Meraviglioso. Mi ci ritrovavo perfettamente. Adoravo lo stile intimo e profondo della Yoshimoto e il modo in cui riusciva ad esprimere emozioni e stati d’animo che sentivo miei ma a cui non riuscivo a dar voce.
“Sonno profondo”, poi, era un po’ quello che stava cogliendo me, oltre che la protagonista: passato il periodo di tempo in cui non riuscivo a chiudere occhio pensando alla mia finita storia d’amore,ero ora  giunta ad una fase di torpore perenne, in cui l’unica cosa che avevo voglia di fare era stare accucciata sotto le coperte o sul divano e, pensando e sognando sempre alla e della mia finita storia d’amore, abbandonarmi ad un caldo ma solitario sonno. D’altra parte, la tristezza quand’ero sveglia mi sfiniva; avevo iniziato ormai a non farci più troppo caso ed era diventata una quotidiana compagna, ma era, nella mia indifferenza e nel suo doloroso silenzio, in grado di lasciarmi senza forze ancora prima che io mi fossi alzata, alla mattina. Tanto che, se fosse stato per me, non mi sarei alzata mai.
Quella piccola parte della narrazione mi aveva particolarmente colpita, perché ricordavo che esattamente così mi ero più volte sentita quando avevo dovuto salutare Anna per tornarmene a casa dopo aver passato con lei una sera o un pomeriggio; la quotidianità, in quei lassi di tempo, era sembrata tanto, troppo lontana ed irreale perché io potessi ricaderci, così, dopo un semplice “ciao”.
Ora tutto ciò era finito e non sarei stata più in grado di provare qualcosa del genere, almeno non più con lei (anche se una flebile lucina di speranza brillava ancora con coraggio -o stupidità?- dentro il mio cuore). E mi risuonava improvvisamente in mente: a cosa stai pensando?
Smisi di leggere, perché dal cantuccio buio sulle scale del centro visite nel quale mi ero riparata dal mondo esterno sentii che il cielo plumbeo aveva finalmente deciso di scaricarsi con un pianto scrosciante. Andai alla porta e guardai le gocce d’acqua scurire la terra ed inquietare i due piccoli stagni didattici all’entrata, mentre il vento suonava una sorda melodia utilizzando gli alberi e i fili d’erba.

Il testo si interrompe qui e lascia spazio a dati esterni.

//! Validation of administrative requests
//!
//! Runs before anything reaches the store. Key uniqueness is the one rule
//! the store enforces itself; the services translate its `Conflict` into
//! [`ValidationError::DuplicateKey`].

use crate::model::{
    CreateExperimentRequest, CreateFlagRequest, CreateOverrideRequest, FlagStatus,
    TrackEventRequest, UpdateFlagRequest,
};
use chrono::{DateTime, Utc};
use std::collections::HashSet;
use thiserror::Error;

#[derive(Debug, Error, PartialEq)]
pub enum ValidationError {
    #[error("{kind} key '{key}' already exists")]
    DuplicateKey { kind: &'static str, key: String },

    #[error("{0} key cannot be empty")]
    EmptyKey(&'static str),

    #[error("{field} must be 0-100, got {value}")]
    PercentageOutOfRange { field: &'static str, value: i32 },

    #[error("confidenceLevel must be between 0 and 1 exclusive, got {0}")]
    ConfidenceOutOfRange(f64),

    #[error("experiment needs at least one variant")]
    NoVariants,

    #[error("variant weights must sum to 100, got {0}")]
    WeightSum(i32),

    #[error("variant '{key}' has negative weight {weight}")]
    NegativeWeight { key: String, weight: i32 },

    #[error("experiment needs a control variant")]
    NoControl,

    #[error("variant key '{0}' is used more than once")]
    DuplicateVariantKey(String),

    #[error("invalid expiry timestamp '{value}': {reason}")]
    InvalidExpiry { value: String, reason: String },

    #[error("event value must be a finite number, got {0}")]
    InvalidEventValue(f64),

    #[error("flags are archived through the archive operation")]
    ArchiveViaUpdate,

    #[error("archived flag '{0}' cannot be modified")]
    FlagArchived(String),
}

fn validate_key(kind: &'static str, key: &str) -> Result<(), ValidationError> {
    if key.trim().is_empty() {
        return Err(ValidationError::EmptyKey(kind));
    }
    Ok(())
}

fn validate_percentage(field: &'static str, value: i32) -> Result<(), ValidationError> {
    if !(0..=100).contains(&value) {
        return Err(ValidationError::PercentageOutOfRange { field, value });
    }
    Ok(())
}

/// Validate a flag creation request
pub fn validate_new_flag(req: &CreateFlagRequest) -> Result<(), ValidationError> {
    validate_key("flag", &req.key)?;
    validate_percentage("rolloutPercentage", req.rollout_percentage)?;
    Ok(())
}

/// Validate a partial flag update
pub fn validate_flag_update(req: &UpdateFlagRequest) -> Result<(), ValidationError> {
    if let Some(pct) = req.rollout_percentage {
        validate_percentage("rolloutPercentage", pct)?;
    }
    if req.status == Some(FlagStatus::Archived) {
        return Err(ValidationError::ArchiveViaUpdate);
    }
    Ok(())
}

/// Validate an experiment creation request
///
/// # Validation Rules
/// - key is not empty
/// - `trafficPercentage` is 0-100
/// - `confidenceLevel`, when given, lies strictly between 0 and 1
/// - at least one variant, with unique non-empty keys and non-negative weights
/// - weights sum to exactly 100
/// - at least one variant is marked control
pub fn validate_new_experiment(req: &CreateExperimentRequest) -> Result<(), ValidationError> {
    validate_key("experiment", &req.key)?;
    validate_percentage("trafficPercentage", req.traffic_percentage)?;

    if let Some(confidence) = req.confidence_level {
        validate_confidence(confidence)?;
    }

    if req.variants.is_empty() {
        return Err(ValidationError::NoVariants);
    }

    let mut seen = HashSet::new();
    for variant in &req.variants {
        validate_key("variant", &variant.key)?;
        if variant.weight < 0 {
            return Err(ValidationError::NegativeWeight {
                key: variant.key.clone(),
                weight: variant.weight,
            });
        }
        if !seen.insert(variant.key.as_str()) {
            return Err(ValidationError::DuplicateVariantKey(variant.key.clone()));
        }
    }

    let total: i32 = req.variants.iter().map(|v| v.weight).sum();
    if total != 100 {
        return Err(ValidationError::WeightSum(total));
    }

    if !req.variants.iter().any(|v| v.is_control) {
        return Err(ValidationError::NoControl);
    }

    Ok(())
}

pub fn validate_confidence(confidence: f64) -> Result<(), ValidationError> {
    if !(confidence > 0.0 && confidence < 1.0) {
        return Err(ValidationError::ConfidenceOutOfRange(confidence));
    }
    Ok(())
}

/// Validate an event tracking request
pub fn validate_track_event(req: &TrackEventRequest) -> Result<(), ValidationError> {
    validate_key("experiment", &req.experiment_key)?;
    if let Some(value) = req.value {
        if !value.is_finite() {
            return Err(ValidationError::InvalidEventValue(value));
        }
    }
    Ok(())
}

/// Parse the optional RFC3339 expiry of an override request
pub fn parse_expiry(req: &CreateOverrideRequest) -> Result<Option<DateTime<Utc>>, ValidationError> {
    let Some(raw) = req.expires_at.as_deref() else {
        return Ok(None);
    };
    DateTime::parse_from_rfc3339(raw)
        .map(|t| Some(t.with_timezone(&Utc)))
        .map_err(|e| ValidationError::InvalidExpiry {
            value: raw.to_string(),
            reason: e.to_string(),
        })
}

Banana Yoshimoto mi piaceva davvero tanto. Era stata proprio Anna a parlarmene, quando ancora ci stavamo conoscendo meglio, io non l’avevo mai sentita nominare; qualche giorno prima, invece, mentre cercavo su una delle tante librerie che ho a casa un nuovo libro da leggere, avevo notato il suo nome: avevo tre libri di quest’autrice e nemmeno lo sapevo. Tre libri col prezzo ancora in lire. Avrei tanto voluto dirlo all’Anna, dirglielo e ridere insieme a lei di me e del fatto che non sapevo nemmeno che libri avevo. Ma ormai non mi era più possibile farlo, così mi limitavo a godermi i racconti il doppio di quello che, probabilmente, normalmente avrei fatto.
Già. Era normale che ad Anna fosse piaciuta la Yoshimoto: così profonda, così vera. Come lei. A volte, stando con lei mi sentivo quasi stupida, tanto profonda e seria poteva essere. Era per questo che non sopportavo il suo a cosa stai pensando?
Uscii dal centro visite, decidendo di farmi un giro dell’Oasi: gli stagni sotto alla pioggia hanno un che di magico e la mia presenza lì era inutile, dato che nessun visitatore sarebbe arrivato, con un tempo simile. Mentre mi dirigevo verso il casotto per le osservazioni, il rastrellare di Fabio, che stava raccogliendo le vecchie foglie morte dal prato, si sentiva sempre più flebile e lontano.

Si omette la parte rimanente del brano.